■ **YOUR GOAL**
Report how many lines in the records below contain the word "process". Nothing else belongs in the answer.

═════ PROVIDED INFORMATION

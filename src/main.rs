use clap::Parser;
use course_admin::app::views::ChangeList;
use course_admin::app::{
    AdminSite, CourseForm, EnrollmentForm, InstructorForm, ListQuery, StudentForm,
};
use course_admin::config::{
    open_local_site, CliConfig, Command, CourseArgs, CourseCommand, EnrollmentArgs,
    EnrollmentCommand, InstructorArgs, InstructorCommand, ListArgs, OutputFormat, Settings,
    StudentArgs, StudentCommand,
};
use course_admin::core::Storage;
use course_admin::domain::model::{CourseId, EnrollmentId, InstructorId, StudentId};
use course_admin::utils::error::AdminError;
use course_admin::utils::{logger, validation::Validate};

#[tokio::main]
async fn main() {
    let cli = CliConfig::parse();

    let settings = match cli.settings().and_then(|s| s.validate().map(|_| s)) {
        Ok(settings) => settings,
        Err(e) => {
            eprintln!("❌ Failed to load config '{}': {}", cli.config, e.user_friendly_message());
            eprintln!("💡 {}", e.recovery_suggestion());
            std::process::exit(e.exit_code());
        }
    };

    // 初始化日誌
    if settings.json_logs() {
        logger::init_json_logger(settings.verbose, settings.log_level.as_deref());
    } else {
        logger::init_cli_logger(settings.verbose, settings.log_level.as_deref());
    }
    tracing::debug!("Settings: {:?}", settings);

    let mut site = match open_local_site(&settings).await {
        Ok(site) => site,
        Err(e) => fail(&format!("Opening database in {}", settings.data_dir), &e),
    };

    if let Err(e) = run(&mut site, &settings, cli.command).await {
        fail("Command", &e);
    }
}

fn fail(action: &str, e: &AdminError) -> ! {
    tracing::error!(
        "❌ {} failed: {} (Category: {:?}, Severity: {:?})",
        action,
        e,
        e.category(),
        e.severity()
    );
    eprintln!("❌ {}", e.user_friendly_message());
    eprintln!("💡 {}", e.recovery_suggestion());
    std::process::exit(e.exit_code());
}

async fn run<S: Storage>(
    site: &mut AdminSite<S>,
    settings: &Settings,
    command: Command,
) -> course_admin::Result<()> {
    match command {
        Command::Student(cmd) => match cmd {
            StudentCommand::Add(fields) => {
                let id = site.add_student(student_form(StudentForm::default(), fields)).await?;
                println!("✅ Added student {}: {}", id, site.student(id)?);
            }
            StudentCommand::Edit { id, fields } => {
                let id = StudentId(id);
                let form = student_form(StudentForm::from_record(site.student(id)?), fields);
                site.change_student(id, form).await?;
                println!("✅ Changed student {}: {}", id, site.student(id)?);
            }
            StudentCommand::Delete { id } => {
                let cascaded = site.delete_student(StudentId(id)).await?;
                println!(
                    "🗑️ Deleted student {} ({} enrollment(s) removed)",
                    id,
                    cascaded.len()
                );
            }
            StudentCommand::List(args) => {
                let list = site.list_students(&list_query(&args)?)?;
                print_list(&list, args.format.unwrap_or(settings.default_format))?;
            }
        },
        Command::Instructor(cmd) => match cmd {
            InstructorCommand::Add(fields) => {
                let id = site
                    .add_instructor(instructor_form(InstructorForm::default(), fields))
                    .await?;
                println!("✅ Added instructor {}: {}", id, site.instructor(id)?);
            }
            InstructorCommand::Edit { id, fields } => {
                let id = InstructorId(id);
                let form =
                    instructor_form(InstructorForm::from_record(site.instructor(id)?), fields);
                site.change_instructor(id, form).await?;
                println!("✅ Changed instructor {}: {}", id, site.instructor(id)?);
            }
            InstructorCommand::Delete { id } => {
                let cleared = site.delete_instructor(InstructorId(id)).await?;
                println!(
                    "🗑️ Deleted instructor {} ({} course(s) now have no instructor)",
                    id,
                    cleared.len()
                );
            }
            InstructorCommand::List(args) => {
                let list = site.list_instructors(&list_query(&args)?)?;
                print_list(&list, args.format.unwrap_or(settings.default_format))?;
            }
        },
        Command::Course(cmd) => match cmd {
            CourseCommand::Add(fields) => {
                let id = site.add_course(course_form(CourseForm::default(), fields)).await?;
                println!("✅ Added course {}: {}", id, site.course(id)?);
            }
            CourseCommand::Edit { id, fields } => {
                let id = CourseId(id);
                let form = course_form(CourseForm::from_record(site.course(id)?), fields);
                site.change_course(id, form).await?;
                println!("✅ Changed course {}: {}", id, site.course(id)?);
            }
            CourseCommand::Delete { id } => {
                let cascaded = site.delete_course(CourseId(id)).await?;
                println!(
                    "🗑️ Deleted course {} ({} enrollment(s) removed)",
                    id,
                    cascaded.len()
                );
            }
            CourseCommand::List(args) => {
                let list = site.list_courses(&list_query(&args)?)?;
                print_list(&list, args.format.unwrap_or(settings.default_format))?;
            }
            CourseCommand::Show { id } => {
                print!("{}", site.course_detail(CourseId(id))?);
            }
            CourseCommand::Enroll {
                id,
                students,
                date,
                grade,
            } => {
                let forms = students
                    .into_iter()
                    .map(|student| EnrollmentForm {
                        student,
                        enrollment_date: date.clone(),
                        grade: grade.clone().unwrap_or_default(),
                        ..Default::default()
                    })
                    .collect();
                let ids = site.add_inline_enrollments(CourseId(id), forms).await?;
                println!("✅ Added {} enrollment(s) to {}", ids.len(), site.course(CourseId(id))?);
            }
        },
        Command::Enrollment(cmd) => match cmd {
            EnrollmentCommand::Add(fields) => {
                let id = site
                    .add_enrollment(enrollment_form(EnrollmentForm::default(), fields))
                    .await?;
                println!("✅ Added enrollment {}", id);
            }
            EnrollmentCommand::Edit { id, fields } => {
                let id = EnrollmentId(id);
                let form = enrollment_form(EnrollmentForm::from_record(site.enrollment(id)?), fields);
                site.change_enrollment(id, form).await?;
                println!("✅ Changed enrollment {}", id);
            }
            EnrollmentCommand::Delete { id } => {
                site.delete_enrollment(EnrollmentId(id)).await?;
                println!("🗑️ Deleted enrollment {}", id);
            }
            EnrollmentCommand::List(args) => {
                let list = site.list_enrollments(&list_query(&args)?)?;
                print_list(&list, args.format.unwrap_or(settings.default_format))?;
            }
        },
    }
    Ok(())
}

fn list_query(args: &ListArgs) -> course_admin::Result<ListQuery> {
    let mut query = ListQuery::new();
    query.search = args.search.clone();
    query.order_by = args.order_by.clone();
    for raw in &args.filters {
        query.filters.push(ListQuery::parse_filter(raw)?);
    }
    Ok(query)
}

fn print_list(list: &ChangeList, format: OutputFormat) -> course_admin::Result<()> {
    match format {
        OutputFormat::Table => print!("{}", list.render_table()),
        OutputFormat::Csv => print!("{}", list.to_csv()?),
    }
    Ok(())
}

// 命令列參數覆蓋表單欄位：未提供的欄位保留原值 (新增時為空白)

fn student_form(mut form: StudentForm, fields: StudentArgs) -> StudentForm {
    if let Some(v) = fields.name {
        form.name = v;
    }
    if let Some(v) = fields.email {
        form.email = v;
    }
    if let Some(v) = fields.department {
        form.department = v;
    }
    if let Some(v) = fields.enrollment_date {
        form.enrollment_date = v;
    }
    form
}

fn instructor_form(mut form: InstructorForm, fields: InstructorArgs) -> InstructorForm {
    if let Some(v) = fields.name {
        form.name = v;
    }
    if let Some(v) = fields.email {
        form.email = v;
    }
    if let Some(v) = fields.department {
        form.department = v;
    }
    if let Some(v) = fields.hire_date {
        form.hire_date = v;
    }
    form
}

fn course_form(mut form: CourseForm, fields: CourseArgs) -> CourseForm {
    if let Some(v) = fields.code {
        form.code = v;
    }
    if let Some(v) = fields.title {
        form.title = v;
    }
    if let Some(v) = fields.credits {
        form.credits = v;
    }
    if let Some(v) = fields.instructor {
        form.instructor = v;
    }
    if fields.no_instructor {
        form.instructor.clear();
    }
    form
}

fn enrollment_form(mut form: EnrollmentForm, fields: EnrollmentArgs) -> EnrollmentForm {
    if let Some(v) = fields.student {
        form.student = v;
    }
    if let Some(v) = fields.course {
        form.course = v;
    }
    if let Some(v) = fields.date {
        form.enrollment_date = v;
    }
    if let Some(v) = fields.grade {
        form.grade = v;
    }
    if fields.clear_grade {
        form.grade.clear();
    }
    form
}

══════════

■ **EXERCISE SOLUTION**
2